**ASSIGNED TASK:** Would you print the material exactly, starting at its first line and ending at the line holding "pub fn is_finite(&self)"?
*** Opening INPUT RECORDS ***
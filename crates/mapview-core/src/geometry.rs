use serde::{Deserialize, Serialize};

/// A 2D point. Serves as both a map coordinate and a screen coordinate; which
/// space it lives in depends on the transform that produced it.
#[derive(Debug, Clone, Copy, PartialEq, Default, Serialize, Deserialize)]
pub struct Point {
    pub x: f64,
    pub y: f64,
}

impl Point {
    pub fn new(x: f64, y: f64) -> Self {
        Self { x, y }
    }

    pub fn distance_to(&self, other: &Point) -> f64 {
        ((self.x - other.x).powi(2) + (self.y - other.y).powi(2)).sqrt()
    }

    pub fn translate(&self, dx: f64, dy: f64) -> Self {
        Self {
            x: self.x + dx,
            y: self.y + dy,
        }
    }

    pub fn is_finite(&self) -> bool {
        self.x.is_finite() && self.y.is_finite()
    }
}

impl From<(f64, f64)> for Point {
    fn from((x, y): (f64, f64)) -> Self {
        Self::new(x, y)
    }
}

/// An axis-aligned bounding box. `min` is never greater than `max` on either axis.
#[derive(Debug, Clone, Copy, PartialEq, Serialize, Deserialize)]
pub struct BBox {
    pub min: Point,
    pub max: Point,
}

impl BBox {
    /// Build a box from two arbitrary corners.
    pub fn new(a: Point, b: Point) -> Self {
        Self {
            min: Point::new(a.x.min(b.x), a.y.min(b.y)),
            max: Point::new(a.x.max(b.x), a.y.max(b.y)),
        }
    }

    /// A `width` x `height` box centered on `center`.
    pub fn centered(center: Point, width: f64, height: f64) -> Self {
        let half_w = width.abs() / 2.0;
        let half_h = height.abs() / 2.0;
        Self {
            min: Point::new(center.x - half_w, center.y - half_h),
            max: Point::new(center.x + half_w, center.y + half_h),
        }
    }

    pub fn from_points(points: &[Point]) -> Option<Self> {
        if points.is_empty() {
            return None;
        }
        let mut min_x = f64::MAX;
        let mut min_y = f64::MAX;
        let mut max_x = f64::MIN;
        let mut max_y = f64::MIN;
        for p in points {
            min_x = min_x.min(p.x);
            min_y = min_y.min(p.y);
            max_x = max_x.max(p.x);
            max_y = max_y.max(p.y);
        }
        Some(Self {
            min: Point::new(min_x, min_y),
            max: Point::new(max_x, max_y),
        })
    }

    pub fn width(&self) -> f64 {
        self.max.x - self.min.x
    }

    pub fn height(&self) -> f64 {
        self.max.y - self.min.y
    }

    pub fn center(&self) -> Point {
        Point::new(
            (self.min.x + self.max.x) / 2.0,
            (self.min.y + self.max.y) / 2.0,
        )
    }

    pub fn contains_point(&self, p: &Point) -> bool {
        p.x >= self.min.x && p.x <= self.max.x && p.y >= self.min.y && p.y <= self.max.y
    }

    pub fn intersects(&self, other: &BBox) -> bool {
        self.min.x <= other.max.x
            && self.max.x >= other.min.x
            && self.min.y <= other.max.y
            && self.max.y >= other.min.y
    }

    pub fn union(&self, other: &BBox) -> Self {
        Self {
            min: Point::new(self.min.x.min(other.min.x), self.min.y.min(other.min.y)),
            max: Point::new(self.max.x.max(other.max.x), self.max.y.max(other.max.y)),
        }
    }
}

/// What a feature's vertex list describes. Decided by the symbol of the layer
/// that holds the feature.
#[derive(Debug, Clone, Copy, PartialEq, Eq, Serialize, Deserialize)]
pub enum GeometryKind {
    Point,
    Line,
    Polygon,
}

impl GeometryKind {
    /// Fewest vertices a feature of this kind needs to be drawable.
    pub fn min_vertices(self) -> usize {
        match self {
            GeometryKind::Point => 1,
            GeometryKind::Line => 2,
            GeometryKind::Polygon => 3,
        }
    }
}

impl std::fmt::Display for GeometryKind {
    fn fmt(&self, f: &mut std::fmt::Formatter<'_>) -> std::fmt::Result {
        let name = match self {
            GeometryKind::Point => "point",
            GeometryKind::Line => "line",
            GeometryKind::Polygon => "polygon",
        };
        f.write_str(name)
    }
}

/// A single map feature: an ordered vertex list in map coordinates.
///
/// Point layers treat every vertex as its own marker, line layers as a
/// polyline, polygon layers as a closed ring (the closing edge is implicit).
#[derive(Debug, Clone, PartialEq, Default, Serialize, Deserialize)]
pub struct Feature {
    pub vertices: Vec<Point>,
}

impl Feature {
    pub fn new(vertices: Vec<Point>) -> Self {
        Self { vertices }
    }

    pub fn point(p: Point) -> Self {
        Self { vertices: vec![p] }
    }

    pub fn bbox(&self) -> Option<BBox> {
        BBox::from_points(&self.vertices)
    }

    pub fn vertex_count(&self) -> usize {
        self.vertices.len()
    }

    /// Total length of the vertex path, ignoring any implicit closing edge.
    pub fn length(&self) -> f64 {
        self.vertices
            .windows(2)
            .map(|w| w[0].distance_to(&w[1]))
            .sum()
    }
}

impl From<Vec<Point>> for Feature {
    fn from(vertices: Vec<Point>) -> Self {
        Self::new(vertices)
    }
}

#[cfg(test)]
mod tests {
    use super::*;

    #[test]
    fn test_point_distance() {
        let a = Point::new(0.0, 0.0);
        let b = Point::new(3.0, 4.0);
        assert!((a.distance_to(&b) - 5.0).abs() < 1e-10);
    }

    #[test]
    fn test_bbox_normalizes_corners() {
        let bb = BBox::new(Point::new(10.0, -2.0), Point::new(-5.0, 8.0));
        assert_eq!(bb.min, Point::new(-5.0, -2.0));
        assert_eq!(bb.max, Point::new(10.0, 8.0));
        assert!((bb.width() - 15.0).abs() < 1e-10);
        assert!((bb.height() - 10.0).abs() < 1e-10);
    }

    #[test]
    fn test_bbox_centered() {
        let bb = BBox::centered(Point::new(5.0, 5.0), 4.0, 2.0);
        assert_eq!(bb.min, Point::new(3.0, 4.0));
        assert_eq!(bb.max, Point::new(7.0, 6.0));
        assert_eq!(bb.center(), Point::new(5.0, 5.0));
    }

    #[test]
    fn test_bbox_intersection() {
        let a = BBox::new(Point::new(0.0, 0.0), Point::new(10.0, 10.0));
        let b = BBox::new(Point::new(5.0, 5.0), Point::new(15.0, 15.0));
        let c = BBox::new(Point::new(20.0, 20.0), Point::new(30.0, 30.0));
        assert!(a.intersects(&b));
        assert!(!a.intersects(&c));
        let u = a.union(&c);
        assert!(u.contains_point(&Point::new(25.0, 1.0)));
    }

    #[test]
    fn test_feature_length_and_bbox() {
        let f = Feature::new(vec![
            Point::new(0.0, 0.0),
            Point::new(3.0, 4.0),
            Point::new(3.0, 10.0),
        ]);
        assert!((f.length() - 11.0).abs() < 1e-10);
        let bb = f.bbox().unwrap();
        assert_eq!(bb.max, Point::new(3.0, 10.0));
        assert!(Feature::default().bbox().is_none());
    }

    #[test]
    fn test_min_vertices() {
        assert_eq!(GeometryKind::Point.min_vertices(), 1);
        assert_eq!(GeometryKind::Line.min_vertices(), 2);
        assert_eq!(GeometryKind::Polygon.min_vertices(), 3);
    }
}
*** Closing INPUT RECORDS ***
**ANSWER SPACE:**
filename crates/mapview-core/src/geometry.rs
use serde::{Deserialize, Serialize};

/// A 2D point. Serves as both a map coordinate and a screen coordinate; which
/// space it lives in depends on the transform that produced it.
#[derive(Debug, Clone, Copy, PartialEq, Default, Serialize, Deserialize)]
pub struct Point {
    pub x: f64,
    pub y: f64,
}

impl Point {
    pub fn new(x: f64, y: f64) -> Self {
        Self { x, y }
    }

    pub fn distance_to(&self, other: &Point) -> f64 {
        ((self.x - other.x).powi(2) + (self.y - other.y).powi(2)).sqrt()
    }

    pub fn translate(&self, dx: f64, dy: f64) -> Self {
        Self {
            x: self.x + dx,
            y: self.y + dy,
        }
    }

    pub fn is_finite(&self) -> bool {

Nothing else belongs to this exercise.